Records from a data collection
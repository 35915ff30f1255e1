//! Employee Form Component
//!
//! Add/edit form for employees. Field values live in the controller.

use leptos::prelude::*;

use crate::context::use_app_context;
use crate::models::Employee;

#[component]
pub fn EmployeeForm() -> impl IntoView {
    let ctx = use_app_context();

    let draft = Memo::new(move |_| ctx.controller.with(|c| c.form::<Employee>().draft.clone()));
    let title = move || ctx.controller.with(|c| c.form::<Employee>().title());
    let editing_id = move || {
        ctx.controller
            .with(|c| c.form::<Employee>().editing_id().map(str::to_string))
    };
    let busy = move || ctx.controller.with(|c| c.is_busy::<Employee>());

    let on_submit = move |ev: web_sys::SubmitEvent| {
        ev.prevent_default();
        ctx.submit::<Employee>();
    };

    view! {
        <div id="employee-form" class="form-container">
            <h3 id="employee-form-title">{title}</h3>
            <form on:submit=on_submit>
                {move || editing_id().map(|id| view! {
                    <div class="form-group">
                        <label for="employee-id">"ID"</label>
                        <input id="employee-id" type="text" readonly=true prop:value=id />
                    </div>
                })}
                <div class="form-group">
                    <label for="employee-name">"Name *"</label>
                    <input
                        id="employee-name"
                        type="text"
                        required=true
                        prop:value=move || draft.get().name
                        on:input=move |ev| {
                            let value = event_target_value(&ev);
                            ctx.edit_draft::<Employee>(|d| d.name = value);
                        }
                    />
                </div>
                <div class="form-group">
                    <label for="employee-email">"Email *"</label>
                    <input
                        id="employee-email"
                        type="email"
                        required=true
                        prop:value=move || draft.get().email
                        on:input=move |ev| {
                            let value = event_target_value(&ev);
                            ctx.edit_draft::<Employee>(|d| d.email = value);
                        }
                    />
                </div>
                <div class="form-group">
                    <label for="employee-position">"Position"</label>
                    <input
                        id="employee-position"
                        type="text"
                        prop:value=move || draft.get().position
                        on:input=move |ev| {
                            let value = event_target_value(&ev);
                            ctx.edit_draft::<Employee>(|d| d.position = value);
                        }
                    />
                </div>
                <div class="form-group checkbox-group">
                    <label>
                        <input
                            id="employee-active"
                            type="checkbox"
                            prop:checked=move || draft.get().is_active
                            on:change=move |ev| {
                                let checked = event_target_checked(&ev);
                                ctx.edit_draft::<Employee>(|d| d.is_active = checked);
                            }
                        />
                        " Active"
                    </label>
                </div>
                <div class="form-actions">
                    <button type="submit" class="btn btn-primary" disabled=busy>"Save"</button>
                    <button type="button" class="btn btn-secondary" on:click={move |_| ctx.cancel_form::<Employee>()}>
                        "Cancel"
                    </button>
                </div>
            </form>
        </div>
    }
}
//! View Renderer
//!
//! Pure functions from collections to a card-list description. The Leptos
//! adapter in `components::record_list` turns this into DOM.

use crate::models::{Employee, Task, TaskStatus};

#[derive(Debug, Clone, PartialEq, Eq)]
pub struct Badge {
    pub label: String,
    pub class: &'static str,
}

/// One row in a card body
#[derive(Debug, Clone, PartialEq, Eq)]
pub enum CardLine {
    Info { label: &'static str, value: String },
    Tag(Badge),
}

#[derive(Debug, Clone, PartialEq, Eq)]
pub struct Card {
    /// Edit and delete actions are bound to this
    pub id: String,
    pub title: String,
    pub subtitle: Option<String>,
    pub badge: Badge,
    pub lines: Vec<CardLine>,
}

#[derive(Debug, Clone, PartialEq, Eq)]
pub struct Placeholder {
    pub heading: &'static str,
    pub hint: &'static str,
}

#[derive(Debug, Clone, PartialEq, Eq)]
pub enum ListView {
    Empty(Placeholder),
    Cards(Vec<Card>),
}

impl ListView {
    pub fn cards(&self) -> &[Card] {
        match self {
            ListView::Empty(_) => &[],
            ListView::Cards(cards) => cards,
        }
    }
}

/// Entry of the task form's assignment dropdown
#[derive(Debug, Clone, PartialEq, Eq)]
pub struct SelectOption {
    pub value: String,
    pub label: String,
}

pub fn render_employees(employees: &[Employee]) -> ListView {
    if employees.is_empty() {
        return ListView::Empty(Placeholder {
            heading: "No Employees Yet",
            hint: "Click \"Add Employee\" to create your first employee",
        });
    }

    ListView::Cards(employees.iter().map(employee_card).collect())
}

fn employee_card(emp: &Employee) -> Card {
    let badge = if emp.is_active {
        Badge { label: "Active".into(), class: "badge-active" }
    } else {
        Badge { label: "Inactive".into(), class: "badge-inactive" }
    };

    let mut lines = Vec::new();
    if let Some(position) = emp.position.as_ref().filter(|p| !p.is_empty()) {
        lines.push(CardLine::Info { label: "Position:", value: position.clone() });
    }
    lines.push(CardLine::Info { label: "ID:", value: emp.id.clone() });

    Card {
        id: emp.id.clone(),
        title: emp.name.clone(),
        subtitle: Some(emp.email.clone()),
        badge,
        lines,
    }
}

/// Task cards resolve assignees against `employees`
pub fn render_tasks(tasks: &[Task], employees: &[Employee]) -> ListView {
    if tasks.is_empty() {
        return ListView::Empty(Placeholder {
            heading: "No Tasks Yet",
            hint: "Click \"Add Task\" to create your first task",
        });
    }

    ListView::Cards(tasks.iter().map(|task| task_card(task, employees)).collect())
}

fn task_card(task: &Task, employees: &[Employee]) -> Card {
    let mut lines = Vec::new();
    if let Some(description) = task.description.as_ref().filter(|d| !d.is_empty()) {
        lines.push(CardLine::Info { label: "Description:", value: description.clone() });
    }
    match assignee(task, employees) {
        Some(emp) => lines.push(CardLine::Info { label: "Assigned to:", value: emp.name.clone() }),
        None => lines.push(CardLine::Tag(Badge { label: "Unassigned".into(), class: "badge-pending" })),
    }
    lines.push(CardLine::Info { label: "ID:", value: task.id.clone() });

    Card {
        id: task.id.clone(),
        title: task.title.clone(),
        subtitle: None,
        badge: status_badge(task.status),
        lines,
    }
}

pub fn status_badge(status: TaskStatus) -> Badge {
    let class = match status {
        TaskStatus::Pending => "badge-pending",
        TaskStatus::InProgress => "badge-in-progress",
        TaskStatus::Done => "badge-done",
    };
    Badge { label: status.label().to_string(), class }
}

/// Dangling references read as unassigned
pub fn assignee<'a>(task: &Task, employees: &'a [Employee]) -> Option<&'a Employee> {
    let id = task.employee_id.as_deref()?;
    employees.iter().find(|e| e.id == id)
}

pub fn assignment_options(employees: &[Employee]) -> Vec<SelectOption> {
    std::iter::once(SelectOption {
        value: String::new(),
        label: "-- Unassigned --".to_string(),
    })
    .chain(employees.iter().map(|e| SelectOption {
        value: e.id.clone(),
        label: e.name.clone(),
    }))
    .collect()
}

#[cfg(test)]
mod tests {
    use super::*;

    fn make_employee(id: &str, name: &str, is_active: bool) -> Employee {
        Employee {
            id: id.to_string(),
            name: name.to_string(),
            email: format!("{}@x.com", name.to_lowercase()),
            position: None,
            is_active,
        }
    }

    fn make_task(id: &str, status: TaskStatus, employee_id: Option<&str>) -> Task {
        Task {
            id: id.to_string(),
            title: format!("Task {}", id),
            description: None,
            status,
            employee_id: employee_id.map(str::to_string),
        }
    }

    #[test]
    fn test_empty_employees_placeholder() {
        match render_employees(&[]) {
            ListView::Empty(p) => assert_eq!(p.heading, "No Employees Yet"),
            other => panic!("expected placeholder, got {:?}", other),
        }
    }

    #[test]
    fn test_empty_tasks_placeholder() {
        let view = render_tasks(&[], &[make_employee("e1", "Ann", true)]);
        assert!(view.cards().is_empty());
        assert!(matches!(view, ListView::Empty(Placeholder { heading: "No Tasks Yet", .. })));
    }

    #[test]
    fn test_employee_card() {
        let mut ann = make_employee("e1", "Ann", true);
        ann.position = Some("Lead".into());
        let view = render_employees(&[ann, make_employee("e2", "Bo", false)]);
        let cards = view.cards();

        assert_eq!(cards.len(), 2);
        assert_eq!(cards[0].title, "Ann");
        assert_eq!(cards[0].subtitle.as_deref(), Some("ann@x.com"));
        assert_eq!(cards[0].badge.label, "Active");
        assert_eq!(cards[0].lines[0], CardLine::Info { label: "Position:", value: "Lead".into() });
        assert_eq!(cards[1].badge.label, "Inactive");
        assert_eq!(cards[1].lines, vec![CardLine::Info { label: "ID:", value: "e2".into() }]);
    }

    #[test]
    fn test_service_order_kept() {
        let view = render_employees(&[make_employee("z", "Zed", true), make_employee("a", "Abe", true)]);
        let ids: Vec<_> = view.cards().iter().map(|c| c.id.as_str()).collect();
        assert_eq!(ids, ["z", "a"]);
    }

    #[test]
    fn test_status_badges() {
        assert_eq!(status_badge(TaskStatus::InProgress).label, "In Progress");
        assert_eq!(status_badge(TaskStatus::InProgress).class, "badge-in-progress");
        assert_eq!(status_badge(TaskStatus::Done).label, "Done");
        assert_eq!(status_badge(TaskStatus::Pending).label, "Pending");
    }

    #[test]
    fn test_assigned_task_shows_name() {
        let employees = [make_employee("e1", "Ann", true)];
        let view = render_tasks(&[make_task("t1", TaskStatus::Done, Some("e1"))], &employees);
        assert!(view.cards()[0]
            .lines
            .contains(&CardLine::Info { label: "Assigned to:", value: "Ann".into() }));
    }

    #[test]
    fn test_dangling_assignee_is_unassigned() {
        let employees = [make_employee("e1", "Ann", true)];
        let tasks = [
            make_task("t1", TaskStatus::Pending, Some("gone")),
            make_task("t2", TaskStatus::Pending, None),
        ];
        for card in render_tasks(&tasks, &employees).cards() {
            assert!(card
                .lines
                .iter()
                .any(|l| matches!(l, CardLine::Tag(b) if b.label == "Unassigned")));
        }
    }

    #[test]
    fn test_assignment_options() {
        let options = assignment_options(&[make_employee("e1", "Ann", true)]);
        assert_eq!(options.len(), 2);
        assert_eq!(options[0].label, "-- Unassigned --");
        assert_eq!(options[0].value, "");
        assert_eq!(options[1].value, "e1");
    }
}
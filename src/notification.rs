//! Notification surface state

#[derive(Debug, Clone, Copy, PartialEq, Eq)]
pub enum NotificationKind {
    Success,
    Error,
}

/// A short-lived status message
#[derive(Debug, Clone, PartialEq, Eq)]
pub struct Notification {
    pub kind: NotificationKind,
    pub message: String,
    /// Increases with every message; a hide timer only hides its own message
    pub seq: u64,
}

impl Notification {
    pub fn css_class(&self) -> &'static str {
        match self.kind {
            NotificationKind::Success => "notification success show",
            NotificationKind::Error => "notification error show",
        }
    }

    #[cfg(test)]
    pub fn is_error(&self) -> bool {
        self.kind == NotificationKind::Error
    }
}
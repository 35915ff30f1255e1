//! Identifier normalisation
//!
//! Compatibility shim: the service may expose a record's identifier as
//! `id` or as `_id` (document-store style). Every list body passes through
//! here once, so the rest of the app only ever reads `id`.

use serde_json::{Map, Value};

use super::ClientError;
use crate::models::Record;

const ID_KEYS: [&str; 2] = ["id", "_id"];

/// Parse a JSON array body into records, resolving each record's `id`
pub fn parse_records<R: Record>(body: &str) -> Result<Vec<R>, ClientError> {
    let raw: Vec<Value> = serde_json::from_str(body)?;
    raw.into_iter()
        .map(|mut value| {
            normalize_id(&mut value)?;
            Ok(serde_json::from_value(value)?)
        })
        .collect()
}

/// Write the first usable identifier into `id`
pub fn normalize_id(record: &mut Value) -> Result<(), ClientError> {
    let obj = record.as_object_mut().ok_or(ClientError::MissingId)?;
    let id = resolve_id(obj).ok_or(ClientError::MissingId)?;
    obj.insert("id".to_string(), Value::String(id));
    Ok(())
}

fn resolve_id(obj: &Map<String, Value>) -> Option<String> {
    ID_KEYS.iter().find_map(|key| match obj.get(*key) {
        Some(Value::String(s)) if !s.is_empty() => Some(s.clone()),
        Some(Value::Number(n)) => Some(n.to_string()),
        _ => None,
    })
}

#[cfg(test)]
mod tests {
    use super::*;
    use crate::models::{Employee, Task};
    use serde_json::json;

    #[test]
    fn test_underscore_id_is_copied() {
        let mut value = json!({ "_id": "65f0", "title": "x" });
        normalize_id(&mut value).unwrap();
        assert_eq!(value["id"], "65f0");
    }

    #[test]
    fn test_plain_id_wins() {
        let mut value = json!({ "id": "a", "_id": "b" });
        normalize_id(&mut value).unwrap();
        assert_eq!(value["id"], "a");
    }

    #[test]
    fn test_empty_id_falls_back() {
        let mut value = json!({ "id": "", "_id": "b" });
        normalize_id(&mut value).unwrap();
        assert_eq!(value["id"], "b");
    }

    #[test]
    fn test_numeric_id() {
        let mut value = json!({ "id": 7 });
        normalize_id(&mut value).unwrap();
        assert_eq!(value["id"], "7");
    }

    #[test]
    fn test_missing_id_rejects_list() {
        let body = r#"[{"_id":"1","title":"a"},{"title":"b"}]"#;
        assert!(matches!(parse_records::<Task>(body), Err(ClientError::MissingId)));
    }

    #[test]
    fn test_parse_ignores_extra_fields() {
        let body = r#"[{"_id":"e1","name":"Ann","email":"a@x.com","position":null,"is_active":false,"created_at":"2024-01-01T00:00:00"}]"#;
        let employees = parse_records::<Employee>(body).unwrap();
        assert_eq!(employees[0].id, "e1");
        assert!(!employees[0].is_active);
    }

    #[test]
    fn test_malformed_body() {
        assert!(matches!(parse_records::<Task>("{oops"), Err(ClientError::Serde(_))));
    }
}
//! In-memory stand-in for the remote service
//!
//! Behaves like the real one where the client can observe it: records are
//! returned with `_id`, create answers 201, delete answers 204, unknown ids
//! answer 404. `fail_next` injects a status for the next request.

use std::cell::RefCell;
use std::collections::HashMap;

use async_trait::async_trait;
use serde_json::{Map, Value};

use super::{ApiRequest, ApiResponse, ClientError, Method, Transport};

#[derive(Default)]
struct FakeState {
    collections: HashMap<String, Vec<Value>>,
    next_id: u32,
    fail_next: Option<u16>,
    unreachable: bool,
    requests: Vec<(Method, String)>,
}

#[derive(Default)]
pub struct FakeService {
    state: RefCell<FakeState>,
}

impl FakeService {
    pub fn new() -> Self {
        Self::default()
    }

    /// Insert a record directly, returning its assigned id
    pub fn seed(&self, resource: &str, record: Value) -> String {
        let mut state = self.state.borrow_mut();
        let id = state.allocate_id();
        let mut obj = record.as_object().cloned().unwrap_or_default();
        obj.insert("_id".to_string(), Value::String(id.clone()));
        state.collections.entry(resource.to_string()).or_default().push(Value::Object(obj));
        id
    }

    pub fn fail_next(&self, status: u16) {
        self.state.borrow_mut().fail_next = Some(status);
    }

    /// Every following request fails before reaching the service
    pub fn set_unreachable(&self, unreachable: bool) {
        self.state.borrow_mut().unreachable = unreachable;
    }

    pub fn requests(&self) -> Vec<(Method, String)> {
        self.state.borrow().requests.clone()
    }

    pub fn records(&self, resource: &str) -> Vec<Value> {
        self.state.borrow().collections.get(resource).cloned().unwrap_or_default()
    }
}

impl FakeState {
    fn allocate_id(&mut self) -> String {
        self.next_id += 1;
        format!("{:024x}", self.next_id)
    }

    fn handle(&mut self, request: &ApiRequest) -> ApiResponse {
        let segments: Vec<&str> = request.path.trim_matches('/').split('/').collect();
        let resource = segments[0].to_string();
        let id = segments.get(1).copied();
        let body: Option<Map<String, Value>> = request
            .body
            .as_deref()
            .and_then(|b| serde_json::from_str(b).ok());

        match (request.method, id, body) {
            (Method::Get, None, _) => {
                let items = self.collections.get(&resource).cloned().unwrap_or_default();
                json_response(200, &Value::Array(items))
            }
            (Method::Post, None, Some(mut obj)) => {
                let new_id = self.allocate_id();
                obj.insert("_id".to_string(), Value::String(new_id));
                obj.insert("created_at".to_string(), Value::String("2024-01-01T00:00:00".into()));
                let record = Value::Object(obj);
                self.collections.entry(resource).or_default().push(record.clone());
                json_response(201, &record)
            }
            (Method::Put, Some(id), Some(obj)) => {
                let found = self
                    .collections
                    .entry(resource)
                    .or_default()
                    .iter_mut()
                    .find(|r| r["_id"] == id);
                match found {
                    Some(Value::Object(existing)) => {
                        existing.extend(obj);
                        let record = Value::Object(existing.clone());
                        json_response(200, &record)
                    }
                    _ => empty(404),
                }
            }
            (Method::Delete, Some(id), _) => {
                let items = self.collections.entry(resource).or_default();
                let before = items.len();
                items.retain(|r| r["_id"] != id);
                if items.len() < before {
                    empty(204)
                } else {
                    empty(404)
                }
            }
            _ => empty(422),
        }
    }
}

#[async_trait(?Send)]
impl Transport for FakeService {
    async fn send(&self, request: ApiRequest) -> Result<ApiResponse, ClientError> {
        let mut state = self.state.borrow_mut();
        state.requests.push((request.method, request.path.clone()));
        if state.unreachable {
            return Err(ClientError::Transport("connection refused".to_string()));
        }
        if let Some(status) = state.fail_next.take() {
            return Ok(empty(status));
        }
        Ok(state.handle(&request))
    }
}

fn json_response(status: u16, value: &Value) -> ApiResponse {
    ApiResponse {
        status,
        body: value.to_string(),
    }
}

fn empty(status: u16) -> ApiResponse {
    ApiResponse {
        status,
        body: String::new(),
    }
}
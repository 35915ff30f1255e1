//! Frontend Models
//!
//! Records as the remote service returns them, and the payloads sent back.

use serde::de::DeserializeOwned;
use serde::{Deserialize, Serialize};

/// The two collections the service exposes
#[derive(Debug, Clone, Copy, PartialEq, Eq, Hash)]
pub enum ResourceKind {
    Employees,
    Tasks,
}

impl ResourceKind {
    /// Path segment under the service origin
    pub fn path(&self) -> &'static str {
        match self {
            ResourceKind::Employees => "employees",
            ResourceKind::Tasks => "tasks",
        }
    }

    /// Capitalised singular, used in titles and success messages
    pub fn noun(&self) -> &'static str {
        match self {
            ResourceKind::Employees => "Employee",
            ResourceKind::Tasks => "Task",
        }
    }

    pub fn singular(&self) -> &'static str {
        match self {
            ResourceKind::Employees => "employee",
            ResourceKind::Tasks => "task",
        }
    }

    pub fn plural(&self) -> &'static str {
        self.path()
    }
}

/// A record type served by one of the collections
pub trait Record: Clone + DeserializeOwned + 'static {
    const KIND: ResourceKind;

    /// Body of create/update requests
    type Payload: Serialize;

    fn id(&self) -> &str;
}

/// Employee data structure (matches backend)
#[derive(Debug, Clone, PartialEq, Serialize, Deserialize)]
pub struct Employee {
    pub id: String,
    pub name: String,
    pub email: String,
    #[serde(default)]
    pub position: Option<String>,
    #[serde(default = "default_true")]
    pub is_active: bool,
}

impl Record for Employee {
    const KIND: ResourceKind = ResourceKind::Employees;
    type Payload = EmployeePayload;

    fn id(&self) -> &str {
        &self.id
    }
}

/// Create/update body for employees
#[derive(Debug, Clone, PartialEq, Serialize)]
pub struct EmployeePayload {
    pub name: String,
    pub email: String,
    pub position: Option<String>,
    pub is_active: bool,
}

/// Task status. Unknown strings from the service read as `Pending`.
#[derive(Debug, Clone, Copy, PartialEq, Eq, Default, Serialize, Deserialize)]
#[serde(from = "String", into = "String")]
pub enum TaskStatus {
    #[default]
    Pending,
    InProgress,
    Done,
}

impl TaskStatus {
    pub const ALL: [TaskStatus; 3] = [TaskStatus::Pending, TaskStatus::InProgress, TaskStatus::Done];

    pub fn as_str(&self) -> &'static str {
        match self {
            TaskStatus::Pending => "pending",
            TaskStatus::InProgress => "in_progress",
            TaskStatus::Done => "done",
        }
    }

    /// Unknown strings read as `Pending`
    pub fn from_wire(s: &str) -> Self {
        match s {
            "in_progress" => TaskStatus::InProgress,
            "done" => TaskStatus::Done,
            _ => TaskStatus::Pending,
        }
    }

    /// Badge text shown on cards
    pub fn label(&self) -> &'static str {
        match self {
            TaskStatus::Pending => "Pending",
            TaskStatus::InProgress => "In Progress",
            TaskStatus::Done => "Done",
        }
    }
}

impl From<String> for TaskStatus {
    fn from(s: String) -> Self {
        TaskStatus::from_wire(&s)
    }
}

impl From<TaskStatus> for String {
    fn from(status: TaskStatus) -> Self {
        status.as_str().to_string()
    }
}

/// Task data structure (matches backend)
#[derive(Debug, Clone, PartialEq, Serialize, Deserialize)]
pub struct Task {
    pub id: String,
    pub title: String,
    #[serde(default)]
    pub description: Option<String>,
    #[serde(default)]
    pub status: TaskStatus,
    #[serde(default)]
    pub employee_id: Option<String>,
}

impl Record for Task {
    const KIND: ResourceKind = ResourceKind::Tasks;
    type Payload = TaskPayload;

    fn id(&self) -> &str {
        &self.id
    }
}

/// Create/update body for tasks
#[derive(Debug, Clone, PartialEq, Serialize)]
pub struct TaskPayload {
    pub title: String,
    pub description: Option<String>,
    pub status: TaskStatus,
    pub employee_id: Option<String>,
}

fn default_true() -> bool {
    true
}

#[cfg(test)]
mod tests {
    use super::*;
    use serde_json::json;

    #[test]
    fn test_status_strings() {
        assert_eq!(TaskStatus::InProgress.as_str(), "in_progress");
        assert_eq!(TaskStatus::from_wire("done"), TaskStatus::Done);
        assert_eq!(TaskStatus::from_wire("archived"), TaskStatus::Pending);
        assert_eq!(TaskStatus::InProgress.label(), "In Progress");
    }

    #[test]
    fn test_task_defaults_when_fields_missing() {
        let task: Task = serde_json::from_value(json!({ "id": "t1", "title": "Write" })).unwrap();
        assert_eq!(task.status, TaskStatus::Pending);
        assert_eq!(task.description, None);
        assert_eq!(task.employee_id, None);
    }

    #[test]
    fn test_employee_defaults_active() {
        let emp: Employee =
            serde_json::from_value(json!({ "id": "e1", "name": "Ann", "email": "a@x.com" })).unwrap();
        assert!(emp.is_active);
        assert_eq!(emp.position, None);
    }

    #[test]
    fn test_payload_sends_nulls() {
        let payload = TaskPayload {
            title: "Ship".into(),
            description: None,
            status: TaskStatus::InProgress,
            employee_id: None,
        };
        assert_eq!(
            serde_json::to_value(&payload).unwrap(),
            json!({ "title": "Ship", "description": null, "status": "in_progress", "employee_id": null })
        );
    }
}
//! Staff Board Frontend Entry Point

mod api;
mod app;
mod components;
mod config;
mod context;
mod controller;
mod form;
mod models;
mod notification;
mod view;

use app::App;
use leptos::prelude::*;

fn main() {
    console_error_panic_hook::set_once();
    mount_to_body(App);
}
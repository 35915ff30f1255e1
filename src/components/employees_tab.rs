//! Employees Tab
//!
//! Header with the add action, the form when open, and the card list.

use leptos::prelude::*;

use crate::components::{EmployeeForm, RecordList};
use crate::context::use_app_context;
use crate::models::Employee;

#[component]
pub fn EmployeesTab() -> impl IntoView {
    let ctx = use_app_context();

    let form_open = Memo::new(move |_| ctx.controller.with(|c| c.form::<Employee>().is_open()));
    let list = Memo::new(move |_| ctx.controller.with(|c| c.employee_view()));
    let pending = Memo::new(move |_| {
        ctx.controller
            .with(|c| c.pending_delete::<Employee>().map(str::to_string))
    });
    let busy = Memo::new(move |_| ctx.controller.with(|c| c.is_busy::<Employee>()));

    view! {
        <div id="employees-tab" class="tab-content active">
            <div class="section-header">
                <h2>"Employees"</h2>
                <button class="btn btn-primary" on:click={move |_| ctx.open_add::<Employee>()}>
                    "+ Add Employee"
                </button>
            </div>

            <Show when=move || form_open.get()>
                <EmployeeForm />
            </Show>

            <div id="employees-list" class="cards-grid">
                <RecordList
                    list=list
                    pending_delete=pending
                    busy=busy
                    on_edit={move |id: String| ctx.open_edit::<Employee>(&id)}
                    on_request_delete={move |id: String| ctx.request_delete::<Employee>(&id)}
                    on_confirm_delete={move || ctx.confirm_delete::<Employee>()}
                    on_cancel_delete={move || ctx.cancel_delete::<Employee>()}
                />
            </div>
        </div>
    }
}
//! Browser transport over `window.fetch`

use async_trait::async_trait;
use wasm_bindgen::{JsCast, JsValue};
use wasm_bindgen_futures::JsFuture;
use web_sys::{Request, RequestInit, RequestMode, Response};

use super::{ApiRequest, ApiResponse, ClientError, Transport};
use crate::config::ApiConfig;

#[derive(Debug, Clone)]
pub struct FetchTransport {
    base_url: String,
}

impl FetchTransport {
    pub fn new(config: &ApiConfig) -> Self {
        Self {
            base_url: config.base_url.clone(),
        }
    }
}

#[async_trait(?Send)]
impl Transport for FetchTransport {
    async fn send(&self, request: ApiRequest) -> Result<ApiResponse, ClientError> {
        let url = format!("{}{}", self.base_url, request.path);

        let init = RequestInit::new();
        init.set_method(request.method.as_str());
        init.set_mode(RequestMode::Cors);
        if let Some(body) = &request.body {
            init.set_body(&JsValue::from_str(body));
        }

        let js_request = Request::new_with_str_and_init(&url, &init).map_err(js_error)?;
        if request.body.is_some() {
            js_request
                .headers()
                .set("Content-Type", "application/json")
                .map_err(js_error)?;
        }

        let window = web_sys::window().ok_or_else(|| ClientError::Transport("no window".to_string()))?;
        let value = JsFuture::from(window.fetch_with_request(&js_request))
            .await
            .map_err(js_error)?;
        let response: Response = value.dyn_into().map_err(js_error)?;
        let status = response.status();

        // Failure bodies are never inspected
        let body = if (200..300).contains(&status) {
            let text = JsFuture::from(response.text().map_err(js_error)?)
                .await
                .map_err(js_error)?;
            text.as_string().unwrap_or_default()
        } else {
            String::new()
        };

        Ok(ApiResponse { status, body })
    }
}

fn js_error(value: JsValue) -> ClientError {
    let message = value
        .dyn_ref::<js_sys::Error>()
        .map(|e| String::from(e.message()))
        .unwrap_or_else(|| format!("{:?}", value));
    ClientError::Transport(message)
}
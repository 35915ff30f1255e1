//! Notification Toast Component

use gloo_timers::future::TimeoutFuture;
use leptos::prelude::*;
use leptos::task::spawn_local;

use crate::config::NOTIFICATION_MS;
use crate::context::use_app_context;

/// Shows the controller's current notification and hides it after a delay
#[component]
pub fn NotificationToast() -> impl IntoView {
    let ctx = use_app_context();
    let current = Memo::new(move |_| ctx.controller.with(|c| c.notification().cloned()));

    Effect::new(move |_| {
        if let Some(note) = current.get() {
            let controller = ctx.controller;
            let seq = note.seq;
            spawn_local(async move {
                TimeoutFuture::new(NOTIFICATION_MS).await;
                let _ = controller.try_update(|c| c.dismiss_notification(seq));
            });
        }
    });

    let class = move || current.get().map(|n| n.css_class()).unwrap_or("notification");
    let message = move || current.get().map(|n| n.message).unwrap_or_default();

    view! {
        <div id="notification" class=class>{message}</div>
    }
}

▸ The task: Once you have read the entries above, state how many of their lines include "checkbox", giving the number alone.

▸ Expected answer: 2